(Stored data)
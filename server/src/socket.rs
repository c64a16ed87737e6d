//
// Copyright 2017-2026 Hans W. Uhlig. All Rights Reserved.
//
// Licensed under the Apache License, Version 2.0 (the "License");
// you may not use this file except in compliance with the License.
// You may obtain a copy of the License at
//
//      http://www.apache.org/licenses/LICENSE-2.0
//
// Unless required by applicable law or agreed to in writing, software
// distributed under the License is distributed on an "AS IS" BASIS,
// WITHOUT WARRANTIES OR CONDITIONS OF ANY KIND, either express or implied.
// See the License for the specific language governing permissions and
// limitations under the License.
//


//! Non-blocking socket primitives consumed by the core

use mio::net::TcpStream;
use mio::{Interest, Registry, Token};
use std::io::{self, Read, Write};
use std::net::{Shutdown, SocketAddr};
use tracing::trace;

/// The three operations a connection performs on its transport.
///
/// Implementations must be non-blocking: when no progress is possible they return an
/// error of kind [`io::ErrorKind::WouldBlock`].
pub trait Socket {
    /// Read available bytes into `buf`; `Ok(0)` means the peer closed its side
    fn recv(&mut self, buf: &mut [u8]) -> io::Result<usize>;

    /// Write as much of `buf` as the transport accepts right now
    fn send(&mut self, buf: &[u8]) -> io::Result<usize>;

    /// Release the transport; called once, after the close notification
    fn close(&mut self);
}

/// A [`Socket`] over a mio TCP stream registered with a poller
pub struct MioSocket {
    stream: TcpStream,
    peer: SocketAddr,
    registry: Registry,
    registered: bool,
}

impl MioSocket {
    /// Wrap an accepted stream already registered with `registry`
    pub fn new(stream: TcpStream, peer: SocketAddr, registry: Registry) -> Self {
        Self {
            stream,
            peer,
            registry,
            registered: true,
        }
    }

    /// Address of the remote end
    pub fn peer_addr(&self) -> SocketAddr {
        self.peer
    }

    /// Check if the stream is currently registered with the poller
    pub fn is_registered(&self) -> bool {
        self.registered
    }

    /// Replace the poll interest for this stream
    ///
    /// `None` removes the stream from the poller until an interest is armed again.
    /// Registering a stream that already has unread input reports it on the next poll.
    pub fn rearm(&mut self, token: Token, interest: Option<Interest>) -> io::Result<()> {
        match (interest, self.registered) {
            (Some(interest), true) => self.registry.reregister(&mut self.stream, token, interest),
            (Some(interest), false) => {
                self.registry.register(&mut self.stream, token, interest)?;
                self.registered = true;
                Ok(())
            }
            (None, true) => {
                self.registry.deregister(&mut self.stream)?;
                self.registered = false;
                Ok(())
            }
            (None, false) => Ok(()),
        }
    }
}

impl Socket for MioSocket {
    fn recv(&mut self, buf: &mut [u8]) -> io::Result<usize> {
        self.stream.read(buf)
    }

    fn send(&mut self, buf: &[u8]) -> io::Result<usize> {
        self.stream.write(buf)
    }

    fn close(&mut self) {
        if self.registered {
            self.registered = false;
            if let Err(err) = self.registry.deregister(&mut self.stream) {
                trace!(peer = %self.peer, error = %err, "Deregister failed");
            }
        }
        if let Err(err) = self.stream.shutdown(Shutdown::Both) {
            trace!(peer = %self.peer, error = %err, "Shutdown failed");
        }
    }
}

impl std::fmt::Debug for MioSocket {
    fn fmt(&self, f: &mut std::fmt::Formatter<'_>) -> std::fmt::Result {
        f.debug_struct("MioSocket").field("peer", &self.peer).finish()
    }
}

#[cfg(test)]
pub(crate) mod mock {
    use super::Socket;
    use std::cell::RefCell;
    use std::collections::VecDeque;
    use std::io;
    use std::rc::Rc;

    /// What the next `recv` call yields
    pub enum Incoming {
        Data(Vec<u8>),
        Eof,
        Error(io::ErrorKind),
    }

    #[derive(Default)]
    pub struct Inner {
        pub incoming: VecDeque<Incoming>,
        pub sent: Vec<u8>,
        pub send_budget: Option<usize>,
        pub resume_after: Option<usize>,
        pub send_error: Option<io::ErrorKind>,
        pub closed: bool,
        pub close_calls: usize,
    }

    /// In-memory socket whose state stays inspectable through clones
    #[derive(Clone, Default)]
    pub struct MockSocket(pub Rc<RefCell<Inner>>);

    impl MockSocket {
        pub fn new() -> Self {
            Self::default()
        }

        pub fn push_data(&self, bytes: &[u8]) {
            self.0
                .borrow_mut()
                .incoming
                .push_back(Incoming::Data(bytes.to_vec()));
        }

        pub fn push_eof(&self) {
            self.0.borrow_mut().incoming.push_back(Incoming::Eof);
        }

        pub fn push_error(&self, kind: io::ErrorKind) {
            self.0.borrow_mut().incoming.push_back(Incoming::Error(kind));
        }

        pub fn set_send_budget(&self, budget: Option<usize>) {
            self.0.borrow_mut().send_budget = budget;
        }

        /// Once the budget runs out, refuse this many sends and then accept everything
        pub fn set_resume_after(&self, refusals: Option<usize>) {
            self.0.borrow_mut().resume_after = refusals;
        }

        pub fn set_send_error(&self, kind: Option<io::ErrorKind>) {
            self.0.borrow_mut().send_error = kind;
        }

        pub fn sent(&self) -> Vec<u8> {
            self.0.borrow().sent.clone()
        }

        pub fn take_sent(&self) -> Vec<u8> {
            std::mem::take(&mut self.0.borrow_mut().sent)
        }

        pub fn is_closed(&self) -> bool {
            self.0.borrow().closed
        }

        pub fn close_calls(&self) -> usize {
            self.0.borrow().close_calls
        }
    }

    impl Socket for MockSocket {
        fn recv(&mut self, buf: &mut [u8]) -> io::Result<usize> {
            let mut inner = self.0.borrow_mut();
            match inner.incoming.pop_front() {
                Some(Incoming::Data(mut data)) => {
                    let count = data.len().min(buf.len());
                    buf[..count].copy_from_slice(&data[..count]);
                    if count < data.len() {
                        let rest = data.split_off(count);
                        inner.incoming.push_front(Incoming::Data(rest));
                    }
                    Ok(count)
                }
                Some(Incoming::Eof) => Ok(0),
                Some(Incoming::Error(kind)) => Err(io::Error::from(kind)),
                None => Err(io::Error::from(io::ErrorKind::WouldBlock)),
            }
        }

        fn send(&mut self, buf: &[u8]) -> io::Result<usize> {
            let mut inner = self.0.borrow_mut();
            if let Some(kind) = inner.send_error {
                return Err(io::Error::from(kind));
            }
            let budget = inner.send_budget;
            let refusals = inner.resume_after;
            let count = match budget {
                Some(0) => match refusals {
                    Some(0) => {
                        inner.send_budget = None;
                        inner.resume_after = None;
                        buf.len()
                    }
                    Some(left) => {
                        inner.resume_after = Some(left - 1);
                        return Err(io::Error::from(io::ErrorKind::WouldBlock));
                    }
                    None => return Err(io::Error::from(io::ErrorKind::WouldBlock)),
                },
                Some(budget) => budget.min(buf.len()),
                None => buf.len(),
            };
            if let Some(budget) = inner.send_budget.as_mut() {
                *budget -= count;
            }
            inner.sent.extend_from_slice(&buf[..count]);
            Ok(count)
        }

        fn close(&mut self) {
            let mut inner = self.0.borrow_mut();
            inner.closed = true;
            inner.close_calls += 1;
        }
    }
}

- EXERCISE: Working from the entries above, find every line in which the word "count" occurs and copy it.

- ANSWER TO THIS PROBLEM:
                    let count = data.len().min(buf.len());
                    buf[..count].copy_from_slice(&data[..count]);
                    if count < data.len() {
                        let rest = data.split_off(count);
                    Ok(count)
            let count = match budget {
                *budget -= count;
            inner.sent.extend_from_slice(&buf[..count]);
            Ok(count)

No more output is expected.